The current CAR-T market is driven largely by CAR-T cells targeted against blood cancers and at only one antigen (CD19).

Anti-CD19 CAR-T cells have consistently demonstrated high anti-tumour efficacy in children and adults affected by relapsed B-ALL, chronic lymphocytic leukemia and B cell non-Hodgkin lymphoma, with complete remissions ranging from 70 to 94% across several trials1.

CD19 is the target antigen for the only two FDA-approved CAR-T therapies (Kymirah and Yescarta, both approved in 2017).

However, CD19 is only present on B cells and no other cells, so a CAR-T expressing a CD19 CAR is only useful against malignancies of B cells.
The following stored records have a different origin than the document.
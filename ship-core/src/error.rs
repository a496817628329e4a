//! Error types for 0x.ship core operations

use thiserror::Error;

/// Failure to turn a wire event into a [`crate::DomainEvent`].
#[derive(Debug, Clone, Error, PartialEq, Eq)]
pub enum EventDecodeError {
    #[error("Unknown event name: {name}")]
    UnknownEvent { name: String },

    #[error("Malformed payload for {name}: {reason}")]
    MalformedPayload { name: String, reason: String },
}

/// Input rejected before any state is touched.
#[derive(Debug, Clone, Error, PartialEq, Eq)]
pub enum ValidationError {
    #[error("Required field missing: {field}")]
    RequiredFieldMissing { field: String },

    #[error("Invalid value for {field}: {reason}")]
    InvalidValue { field: String, reason: String },
}

/// Errors reading or patching a cached payload.
#[derive(Debug, Clone, Error, PartialEq, Eq)]
pub enum PayloadError {
    #[error("Expected a JSON object for {what}")]
    NotAnObject { what: String },

    #[error("Expected a JSON array for {what}")]
    NotAnArray { what: String },

    #[error("Field {field} has an unexpected shape: {reason}")]
    BadField { field: String, reason: String },
}

/// Master error type for core operations.
#[derive(Debug, Clone, Error)]
pub enum ShipError {
    #[error("Event error: {0}")]
    Event(#[from] EventDecodeError),

    #[error("Validation error: {0}")]
    Validation(#[from] ValidationError),

    #[error("Payload error: {0}")]
    Payload(#[from] PayloadError),
}

/// Result type alias for core operations.
pub type ShipResult<T> = Result<T, ShipError>;

#[cfg(test)]
mod tests {
    use super::*;

    #[test]
    fn test_event_decode_error_display() {
        let err = EventDecodeError::UnknownEvent {
            name: "project:archived".to_string(),
        };
        let msg = format!("{}", err);
        assert!(msg.contains("Unknown event"));
        assert!(msg.contains("project:archived"));
    }

    #[test]
    fn test_validation_error_display() {
        let err = ValidationError::InvalidValue {
            field: "message".to_string(),
            reason: "must not be blank".to_string(),
        };
        let msg = format!("{}", err);
        assert!(msg.contains("message"));
        assert!(msg.contains("must not be blank"));
    }

    #[test]
    fn test_ship_error_from_variants() {
        let event = ShipError::from(EventDecodeError::MalformedPayload {
            name: "vote:cast".to_string(),
            reason: "missing project_id".to_string(),
        });
        assert!(matches!(event, ShipError::Event(_)));

        let validation = ShipError::from(ValidationError::RequiredFieldMissing {
            field: "recipient_id".to_string(),
        });
        assert!(matches!(validation, ShipError::Validation(_)));

        let payload = ShipError::from(PayloadError::NotAnArray {
            what: "conversation".to_string(),
        });
        assert!(matches!(payload, ShipError::Payload(_)));
    }
}
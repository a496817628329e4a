//! Fuzz target for domain event decoding.
//!
//! The first line of input is the event name and the rest its JSON payload.
//! Decoding must never panic, and a decoded event keeps its wire name.
//!
//! Run with: cargo +nightly fuzz run event_fuzz -- -max_total_time=60

#![no_main]

use libfuzzer_sys::fuzz_target;
use serde_json::Value;
use ship_core::DomainEvent;

fuzz_target!(|data: &[u8]| {
    let Ok(input) = std::str::from_utf8(data) else {
        return;
    };
    let (name, body) = input.split_once('\n').unwrap_or((input, "null"));
    let Ok(payload) = serde_json::from_str::<Value>(body) else {
        return;
    };

    if let Ok(event) = DomainEvent::decode(name, &payload) {
        assert_eq!(event.kind().as_str(), name);
        let _ = event.message_snippet();
    }
});
//! Configuration loading for the sync client.
//!
//! Endpoints, timeouts and the credentials path are required. The tuning
//! sections may be omitted and then take the values the web client ships
//! with.

use serde::Deserialize;
use std::path::{Path, PathBuf};
use std::time::Duration;

use crate::socketio::TransportKind;

#[derive(Debug, Clone, Deserialize)]
#[serde(deny_unknown_fields)]
pub struct ShipConfig {
    /// REST root, including the `/api` suffix.
    pub api_base_url: String,
    /// Event-stream host; the Socket.IO path is appended.
    pub socket_url: String,
    pub request_timeout_ms: u64,
    pub credentials_path: PathBuf,
    #[serde(default)]
    pub reconnect: ReconnectConfig,
    #[serde(default)]
    pub transports: TransportConfig,
    #[serde(default)]
    pub prefetch: PrefetchConfig,
    #[serde(default)]
    pub cache: CacheSettings,
    #[serde(default)]
    pub notifications: NotificationConfig,
}

#[derive(Debug, Clone, Deserialize)]
#[serde(deny_unknown_fields, default)]
pub struct ReconnectConfig {
    /// Consecutive failed attempts before giving up.
    pub attempts: u32,
    pub delay_ms: u64,
}

impl Default for ReconnectConfig {
    fn default() -> Self {
        Self {
            attempts: 5,
            delay_ms: 1000,
        }
    }
}

impl ReconnectConfig {
    pub fn delay(&self) -> Duration {
        Duration::from_millis(self.delay_ms)
    }
}

#[derive(Debug, Clone, Deserialize)]
#[serde(deny_unknown_fields, default)]
pub struct TransportConfig {
    pub order: Vec<TransportKind>,
}

impl Default for TransportConfig {
    fn default() -> Self {
        Self {
            order: vec![TransportKind::Websocket, TransportKind::Polling],
        }
    }
}

#[derive(Debug, Clone, Deserialize)]
#[serde(deny_unknown_fields, default)]
pub struct PrefetchConfig {
    pub enabled: bool,
    pub feed_stale_ms: u64,
    pub leaderboard_stale_ms: u64,
    pub intros_stale_ms: u64,
    pub conversations_stale_ms: u64,
    pub leaderboard_limit: u32,
}

impl Default for PrefetchConfig {
    fn default() -> Self {
        Self {
            enabled: true,
            feed_stale_ms: 15 * 60 * 1000,
            leaderboard_stale_ms: 15 * 60 * 1000,
            intros_stale_ms: 2 * 60 * 1000,
            conversations_stale_ms: 30 * 1000,
            leaderboard_limit: 50,
        }
    }
}

impl PrefetchConfig {
    pub fn feed_stale(&self) -> Duration {
        Duration::from_millis(self.feed_stale_ms)
    }

    pub fn leaderboard_stale(&self) -> Duration {
        Duration::from_millis(self.leaderboard_stale_ms)
    }

    pub fn intros_stale(&self) -> Duration {
        Duration::from_millis(self.intros_stale_ms)
    }

    pub fn conversations_stale(&self) -> Duration {
        Duration::from_millis(self.conversations_stale_ms)
    }
}

#[derive(Debug, Clone, Deserialize)]
#[serde(deny_unknown_fields, default)]
pub struct CacheSettings {
    pub default_stale_ms: u64,
}

impl Default for CacheSettings {
    fn default() -> Self {
        Self {
            default_stale_ms: 30 * 1000,
        }
    }
}

impl CacheSettings {
    pub fn default_stale(&self) -> Duration {
        Duration::from_millis(self.default_stale_ms)
    }
}

#[derive(Debug, Clone, Deserialize)]
#[serde(deny_unknown_fields, default)]
pub struct NotificationConfig {
    pub capacity: usize,
}

impl Default for NotificationConfig {
    fn default() -> Self {
        Self { capacity: 64 }
    }
}

#[derive(Debug, thiserror::Error)]
pub enum ConfigError {
    #[error("Missing configuration file path (use --config or SHIP_SYNC_CONFIG)")]
    MissingConfigPath,
    #[error("Failed to read config file: {0}")]
    Io(#[from] std::io::Error),
    #[error("Failed to parse config TOML: {0}")]
    Parse(#[from] toml::de::Error),
    #[error("Invalid config value for {field}: {reason}")]
    InvalidValue { field: &'static str, reason: String },
}

impl ShipConfig {
    pub fn load() -> Result<Self, ConfigError> {
        let path = config_path_from_args().or_else(config_path_from_env);
        let path = path.ok_or(ConfigError::MissingConfigPath)?;
        Self::from_path(&path)
    }

    pub fn from_path(path: &Path) -> Result<Self, ConfigError> {
        let contents = std::fs::read_to_string(path)?;
        Self::from_toml(&contents)
    }

    pub fn from_toml(contents: &str) -> Result<Self, ConfigError> {
        let config: ShipConfig = toml::from_str(contents)?;
        config.validate()?;
        Ok(config)
    }

    pub fn request_timeout(&self) -> Duration {
        Duration::from_millis(self.request_timeout_ms)
    }

    pub fn validate(&self) -> Result<(), ConfigError> {
        let api = self.api_base_url.trim();
        if api.is_empty() {
            return Err(ConfigError::InvalidValue {
                field: "api_base_url",
                reason: "must not be empty".to_string(),
            });
        }
        if !(api.starts_with("http://") || api.starts_with("https://")) {
            return Err(ConfigError::InvalidValue {
                field: "api_base_url",
                reason: "must be an http(s) URL".to_string(),
            });
        }
        if self.socket_url.trim().is_empty() {
            return Err(ConfigError::InvalidValue {
                field: "socket_url",
                reason: "must not be empty".to_string(),
            });
        }
        if self.request_timeout_ms == 0 {
            return Err(ConfigError::InvalidValue {
                field: "request_timeout_ms",
                reason: "must be > 0".to_string(),
            });
        }
        if self.credentials_path.as_os_str().is_empty() {
            return Err(ConfigError::InvalidValue {
                field: "credentials_path",
                reason: "must not be empty".to_string(),
            });
        }
        if self.reconnect.attempts == 0 {
            return Err(ConfigError::InvalidValue {
                field: "reconnect.attempts",
                reason: "must be > 0".to_string(),
            });
        }
        if self.transports.order.is_empty() {
            return Err(ConfigError::InvalidValue {
                field: "transports.order",
                reason: "must list at least one transport".to_string(),
            });
        }
        let mut seen = Vec::with_capacity(self.transports.order.len());
        for transport in &self.transports.order {
            if seen.contains(transport) {
                return Err(ConfigError::InvalidValue {
                    field: "transports.order",
                    reason: format!("{} listed twice", transport),
                });
            }
            seen.push(*transport);
        }
        if self.prefetch.leaderboard_limit == 0 {
            return Err(ConfigError::InvalidValue {
                field: "prefetch.leaderboard_limit",
                reason: "must be > 0".to_string(),
            });
        }
        if self.notifications.capacity == 0 {
            return Err(ConfigError::InvalidValue {
                field: "notifications.capacity",
                reason: "must be > 0".to_string(),
            });
        }
        Ok(())
    }
}

fn config_path_from_env() -> Option<PathBuf> {
    std::env::var("SHIP_SYNC_CONFIG").ok().map(PathBuf::from)
}

fn config_path_from_args() -> Option<PathBuf> {
    let mut args = std::env::args().skip(1);
    while let Some(arg) = args.next() {
        if arg == "--config" {
            return args.next().map(PathBuf::from);
        }
    }
    None
}
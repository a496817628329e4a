//! 0x.ship Core - Shared Types
//!
//! Pure data structures shared by the cache, the realtime client and the
//! optimistic mutation controllers. This crate performs no I/O.

pub mod envelope;
pub mod error;
pub mod event;
pub mod identity;
pub mod key;
pub mod message;
pub mod project;
pub mod vote;

pub use envelope::{ApiEnvelope, EnvelopeStatus};
pub use error::{EventDecodeError, PayloadError, ShipError, ShipResult, ValidationError};
pub use event::{DomainEvent, EventKind};
pub use identity::{new_local_id, MessageId, ProjectId, Timestamp, UserId};
pub use key::{keys, KeySegment, QueryKey};
pub use message::{DeliveryStatus, MessageRecord};
pub use project::{normalize_project, patch_vote_tally, read_vote_tally};
pub use vote::{VoteChange, VoteCounts, VoteDirection, VoteTally, VoteTransition};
Like CD19, other leading solid tumour antigens (HER2, GD2, GPC3 and mesothelin) are …
* limited to expression on one or a small number of cancers
* are also expressed on healthy cells

In solid cancer clinical trials, there has been little positive data for most of the antigens studied (an exception is GD2 for neuroblastoma where a complete response rate of 50% was recorded).

The vast majority of antigens targeted in clinical trials so far have not been specific for solid cancer cells, but rather tumour-associated antigens (TAAs) that are overexpressed on tumour cells but also still present on healthy cells. Significant on-target off-tumour effects have been recorded where the CAR-Ts have attacked both diseased and healthy cells.